→ **What the task requires**:
Working from the entries below, give again each line from the first through the one containing "Every 15 minutes", exactly and with nothing else.

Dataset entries
//! Provider catalogue, OAuth coordination and activity fetch adapters.
//!
//! The set of integrable providers is closed: [`ProviderKind`] names every
//! provider the service knows about, and the [`registry`] decides at startup
//! which of them are enabled and fully configured.

pub mod adapter;
pub mod oauth;
pub mod registry;

use std::fmt;
use std::str::FromStr;

use serde::{Deserialize, Serialize};
use utoipa::ToSchema;

use crate::error::SyncCoreError;

pub use adapter::{ActivitySource, HttpActivitySource};
pub use oauth::OAuthCoordinator;
pub use registry::{ProviderDefinition, ProviderRegistry, RegistryError};

/// Every provider the service can integrate with
#[derive(
    Debug, Clone, Copy, PartialEq, Eq, PartialOrd, Ord, Hash, Serialize, Deserialize, ToSchema,
)]
#[serde(rename_all = "snake_case")]
pub enum ProviderKind {
    Github,
    Slack,
    Notion,
    GoogleCalendar,
}

/// Broad product category of a provider
#[derive(Debug, Clone, Copy, PartialEq, Eq, Serialize, ToSchema)]
#[serde(rename_all = "snake_case")]
pub enum ProviderCategory {
    SourceControl,
    Chat,
    Workspace,
    Calendar,
}

/// How often the scheduler syncs a provider
#[derive(Debug, Clone, Copy, PartialEq, Eq, Serialize, ToSchema)]
#[serde(rename_all = "snake_case")]
pub enum CadenceClass {
    /// Every 15 minutes
    Frequent,
    /// Every 30 minutes
    Standard,
}

impl ProviderKind {
    pub const ALL: [ProviderKind; 4] = [
        ProviderKind::Github,
        ProviderKind::Slack,
        ProviderKind::Notion,
        ProviderKind::GoogleCalendar,
    ];

    pub fn as_str(self) -> &'static str {
        match self {
            ProviderKind::Github => "github",
            ProviderKind::Slack => "slack",
            ProviderKind::Notion => "notion",
            ProviderKind::GoogleCalendar => "google_calendar",
        }
    }

    /// Human readable name used in notifications
    pub fn display_name(self) -> &'static str {
        match self {
            ProviderKind::Github => "GitHub",
            ProviderKind::Slack => "Slack",
            ProviderKind::Notion => "Notion",
            ProviderKind::GoogleCalendar => "Google Calendar",
        }
    }

    pub fn category(self) -> ProviderCategory {
        match self {
            ProviderKind::Github => ProviderCategory::SourceControl,
            ProviderKind::Slack => ProviderCategory::Chat,
            ProviderKind::Notion => ProviderCategory::Workspace,
            ProviderKind::GoogleCalendar => ProviderCategory::Calendar,
        }
    }

    /// Source control moves fastest and is synced on the short cadence
    pub fn cadence(self) -> CadenceClass {
        match self.category() {
            ProviderCategory::SourceControl => CadenceClass::Frequent,
            _ => CadenceClass::Standard,
        }
    }
}

impl fmt::Display for ProviderKind {
    fn fmt(&self, f: &mut fmt::Formatter<'_>) -> fmt::Result {
        f.write_str(self.as_str())
    }
}

impl FromStr for ProviderKind {
    type Err = SyncCoreError;

    fn from_str(s: &str) -> Result<Self, Self::Err> {
        ProviderKind::ALL
            .into_iter()
            .find(|kind| kind.as_str() == s)
            .ok_or_else(|| SyncCoreError::Validation(format!("unknown provider '{}'", s)))
    }
}

/// Scheduler interval selector accepted by the batch endpoint
#[derive(Debug, Clone, Copy, PartialEq, Eq, Serialize, ToSchema)]
pub enum SyncInterval {
    #[serde(rename = "15min")]
    FifteenMinutes,
    #[serde(rename = "30min")]
    ThirtyMinutes,
}

impl SyncInterval {
    /// Parse an optional `interval` query value; absent means "every class"
    pub fn parse(value: Option<&str>) -> Result<Option<Self>, SyncCoreError> {
        match value.map(str::trim) {
            None | Some("") => Ok(None),
            Some("15min") => Ok(Some(SyncInterval::FifteenMinutes)),
            Some("30min") => Ok(Some(SyncInterval::ThirtyMinutes)),
            Some(other) => Err(SyncCoreError::Validation(format!(
                "interval must be '15min' or '30min', got '{}'",
                other
            ))),
        }
    }

    pub fn cadence(self) -> CadenceClass {
        match self {
            SyncInterval::FifteenMinutes => CadenceClass::Frequent,
            SyncInterval::ThirtyMinutes => CadenceClass::Standard,
        }
    }

    /// Name recorded on the cron execution row
    pub fn job_name(interval: Option<Self>) -> &'static str {
        match interval {
            Some(SyncInterval::FifteenMinutes) => "sync_15min",
            Some(SyncInterval::ThirtyMinutes) => "sync_30min",
            None => "sync_all",
        }
    }
}

/// Providers selected by an interval, restricted to `enabled`
pub fn providers_for_interval(
    interval: Option<SyncInterval>,
    enabled: impl IntoIterator<Item = ProviderKind>,
) -> Vec<ProviderKind> {
    enabled
        .into_iter()
        .filter(|kind| interval.is_none_or(|i| kind.cadence() == i.cadence()))
        .collect()
}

→ **Written solution**:
//! Provider catalogue, OAuth coordination and activity fetch adapters.
//!
//! The set of integrable providers is closed: [`ProviderKind`] names every
//! provider the service knows about, and the [`registry`] decides at startup
//! which of them are enabled and fully configured.

pub mod adapter;
pub mod oauth;
pub mod registry;

use std::fmt;
use std::str::FromStr;

use serde::{Deserialize, Serialize};
use utoipa::ToSchema;

use crate::error::SyncCoreError;

pub use adapter::{ActivitySource, HttpActivitySource};
pub use oauth::OAuthCoordinator;
pub use registry::{ProviderDefinition, ProviderRegistry, RegistryError};

/// Every provider the service can integrate with
#[derive(
    Debug, Clone, Copy, PartialEq, Eq, PartialOrd, Ord, Hash, Serialize, Deserialize, ToSchema,
)]
#[serde(rename_all = "snake_case")]
pub enum ProviderKind {
    Github,
    Slack,
    Notion,
    GoogleCalendar,
}

/// Broad product category of a provider
#[derive(Debug, Clone, Copy, PartialEq, Eq, Serialize, ToSchema)]
#[serde(rename_all = "snake_case")]
pub enum ProviderCategory {
    SourceControl,
    Chat,
    Workspace,
    Calendar,
}

/// How often the scheduler syncs a provider
#[derive(Debug, Clone, Copy, PartialEq, Eq, Serialize, ToSchema)]
#[serde(rename_all = "snake_case")]
pub enum CadenceClass {
    /// Every 15 minutes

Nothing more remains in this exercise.